> **Dataset entries**:
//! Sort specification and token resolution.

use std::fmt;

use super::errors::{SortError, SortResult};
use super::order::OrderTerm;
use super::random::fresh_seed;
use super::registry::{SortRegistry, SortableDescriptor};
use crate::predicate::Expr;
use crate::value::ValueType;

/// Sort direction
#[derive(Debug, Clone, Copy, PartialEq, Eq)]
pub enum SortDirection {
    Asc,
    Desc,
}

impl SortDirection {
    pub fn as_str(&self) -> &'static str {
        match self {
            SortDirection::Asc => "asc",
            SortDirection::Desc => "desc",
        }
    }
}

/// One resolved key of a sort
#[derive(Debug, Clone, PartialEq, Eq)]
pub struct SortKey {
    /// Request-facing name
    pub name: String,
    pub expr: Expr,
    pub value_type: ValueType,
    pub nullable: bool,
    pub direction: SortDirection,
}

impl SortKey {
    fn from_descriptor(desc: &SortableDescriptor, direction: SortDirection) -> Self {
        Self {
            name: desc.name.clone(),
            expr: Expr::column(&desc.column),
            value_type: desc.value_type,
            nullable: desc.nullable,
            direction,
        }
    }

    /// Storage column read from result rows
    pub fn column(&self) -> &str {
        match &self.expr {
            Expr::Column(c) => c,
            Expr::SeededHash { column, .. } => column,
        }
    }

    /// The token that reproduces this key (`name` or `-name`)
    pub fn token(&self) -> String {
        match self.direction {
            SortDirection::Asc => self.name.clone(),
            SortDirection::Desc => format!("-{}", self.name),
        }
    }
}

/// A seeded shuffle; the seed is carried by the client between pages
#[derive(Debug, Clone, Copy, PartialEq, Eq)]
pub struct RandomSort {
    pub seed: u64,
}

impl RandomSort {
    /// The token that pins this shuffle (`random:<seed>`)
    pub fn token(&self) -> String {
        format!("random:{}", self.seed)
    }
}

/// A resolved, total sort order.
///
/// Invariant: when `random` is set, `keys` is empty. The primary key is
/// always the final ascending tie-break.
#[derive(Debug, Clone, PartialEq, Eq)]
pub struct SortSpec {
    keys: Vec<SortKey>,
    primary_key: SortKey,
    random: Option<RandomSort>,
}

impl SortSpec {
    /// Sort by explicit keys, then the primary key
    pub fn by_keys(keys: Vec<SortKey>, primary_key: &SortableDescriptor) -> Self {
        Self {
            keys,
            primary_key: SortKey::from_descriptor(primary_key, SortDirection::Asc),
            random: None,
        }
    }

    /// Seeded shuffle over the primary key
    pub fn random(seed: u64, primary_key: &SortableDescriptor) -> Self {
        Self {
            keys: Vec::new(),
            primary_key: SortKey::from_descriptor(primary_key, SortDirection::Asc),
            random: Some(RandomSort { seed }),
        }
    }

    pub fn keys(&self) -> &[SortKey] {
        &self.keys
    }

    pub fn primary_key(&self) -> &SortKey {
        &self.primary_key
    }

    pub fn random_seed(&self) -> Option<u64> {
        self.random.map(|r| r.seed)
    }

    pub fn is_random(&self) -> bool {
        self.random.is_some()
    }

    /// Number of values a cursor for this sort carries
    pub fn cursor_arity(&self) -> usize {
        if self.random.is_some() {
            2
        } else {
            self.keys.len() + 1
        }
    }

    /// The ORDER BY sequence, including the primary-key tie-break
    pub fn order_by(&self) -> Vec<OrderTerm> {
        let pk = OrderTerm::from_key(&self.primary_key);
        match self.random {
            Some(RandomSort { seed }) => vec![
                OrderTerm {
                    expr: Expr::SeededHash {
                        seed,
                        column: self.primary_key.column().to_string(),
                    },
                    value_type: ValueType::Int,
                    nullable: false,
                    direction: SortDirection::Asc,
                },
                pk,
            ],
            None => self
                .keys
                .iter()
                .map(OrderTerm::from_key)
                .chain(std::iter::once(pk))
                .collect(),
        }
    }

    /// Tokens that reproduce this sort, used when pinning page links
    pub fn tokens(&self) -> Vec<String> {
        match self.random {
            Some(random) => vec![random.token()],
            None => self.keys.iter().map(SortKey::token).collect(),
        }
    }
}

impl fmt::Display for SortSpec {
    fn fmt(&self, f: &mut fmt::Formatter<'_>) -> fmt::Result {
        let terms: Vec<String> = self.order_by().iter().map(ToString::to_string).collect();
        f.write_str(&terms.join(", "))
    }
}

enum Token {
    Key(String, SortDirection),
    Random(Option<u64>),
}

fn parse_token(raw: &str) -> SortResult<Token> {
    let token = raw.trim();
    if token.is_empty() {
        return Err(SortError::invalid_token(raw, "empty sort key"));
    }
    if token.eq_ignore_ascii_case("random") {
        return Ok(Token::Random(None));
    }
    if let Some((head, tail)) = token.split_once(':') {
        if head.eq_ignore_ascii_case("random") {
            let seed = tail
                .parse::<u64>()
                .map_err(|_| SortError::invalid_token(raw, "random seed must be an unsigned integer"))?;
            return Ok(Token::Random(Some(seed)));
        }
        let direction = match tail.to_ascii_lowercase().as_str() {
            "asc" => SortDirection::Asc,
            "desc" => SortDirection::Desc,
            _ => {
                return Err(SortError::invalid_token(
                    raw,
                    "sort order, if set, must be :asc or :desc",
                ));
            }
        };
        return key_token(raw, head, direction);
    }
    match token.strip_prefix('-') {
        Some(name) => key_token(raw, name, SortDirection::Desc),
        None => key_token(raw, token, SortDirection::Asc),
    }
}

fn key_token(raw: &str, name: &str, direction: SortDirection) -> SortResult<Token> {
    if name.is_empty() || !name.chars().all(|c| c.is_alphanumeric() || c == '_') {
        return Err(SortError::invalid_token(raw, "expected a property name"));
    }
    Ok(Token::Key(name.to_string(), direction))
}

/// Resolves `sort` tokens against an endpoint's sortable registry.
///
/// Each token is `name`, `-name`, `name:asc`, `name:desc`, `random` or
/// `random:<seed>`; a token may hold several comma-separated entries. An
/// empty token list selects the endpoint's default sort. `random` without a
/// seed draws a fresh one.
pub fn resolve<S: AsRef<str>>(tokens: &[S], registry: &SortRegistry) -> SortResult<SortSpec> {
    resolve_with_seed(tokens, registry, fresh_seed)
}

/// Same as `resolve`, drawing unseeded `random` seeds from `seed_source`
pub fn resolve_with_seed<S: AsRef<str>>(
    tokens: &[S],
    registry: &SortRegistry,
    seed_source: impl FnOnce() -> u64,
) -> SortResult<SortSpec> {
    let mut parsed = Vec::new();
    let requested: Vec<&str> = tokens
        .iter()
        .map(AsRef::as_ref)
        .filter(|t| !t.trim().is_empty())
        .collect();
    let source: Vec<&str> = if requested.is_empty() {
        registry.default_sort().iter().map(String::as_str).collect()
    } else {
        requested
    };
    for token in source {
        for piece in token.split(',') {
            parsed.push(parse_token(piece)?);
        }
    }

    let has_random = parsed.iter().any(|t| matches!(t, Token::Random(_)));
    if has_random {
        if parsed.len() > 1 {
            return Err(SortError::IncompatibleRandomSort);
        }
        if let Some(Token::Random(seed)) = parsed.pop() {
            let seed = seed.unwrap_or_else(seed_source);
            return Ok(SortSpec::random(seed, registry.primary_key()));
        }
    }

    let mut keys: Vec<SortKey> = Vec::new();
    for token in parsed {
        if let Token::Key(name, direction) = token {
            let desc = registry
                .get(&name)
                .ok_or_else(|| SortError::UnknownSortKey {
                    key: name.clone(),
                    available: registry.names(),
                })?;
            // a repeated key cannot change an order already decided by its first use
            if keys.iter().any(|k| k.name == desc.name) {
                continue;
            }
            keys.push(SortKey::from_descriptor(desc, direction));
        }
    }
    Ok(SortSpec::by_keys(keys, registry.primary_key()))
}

...

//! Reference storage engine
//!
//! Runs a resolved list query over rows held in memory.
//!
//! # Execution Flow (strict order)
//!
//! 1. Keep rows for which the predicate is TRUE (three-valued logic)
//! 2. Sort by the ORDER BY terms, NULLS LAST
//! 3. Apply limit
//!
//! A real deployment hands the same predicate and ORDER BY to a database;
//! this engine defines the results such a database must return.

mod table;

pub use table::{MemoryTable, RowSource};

---

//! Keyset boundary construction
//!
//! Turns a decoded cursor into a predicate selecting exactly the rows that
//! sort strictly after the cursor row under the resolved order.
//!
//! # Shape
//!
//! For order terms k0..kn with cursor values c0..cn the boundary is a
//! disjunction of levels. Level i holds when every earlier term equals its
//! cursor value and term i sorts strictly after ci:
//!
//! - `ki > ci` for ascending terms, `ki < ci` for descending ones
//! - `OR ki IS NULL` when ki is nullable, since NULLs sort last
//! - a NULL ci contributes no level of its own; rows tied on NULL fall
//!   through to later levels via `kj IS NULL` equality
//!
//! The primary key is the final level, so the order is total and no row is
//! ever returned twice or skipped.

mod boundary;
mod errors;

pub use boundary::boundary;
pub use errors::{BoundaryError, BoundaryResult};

> **Activity**: Your task is to copy every line of the entries that contains the string "strictly".

> **Reply**:
//! sort strictly after the cursor row under the resolved order.
//! cursor value and term i sorts strictly after ci:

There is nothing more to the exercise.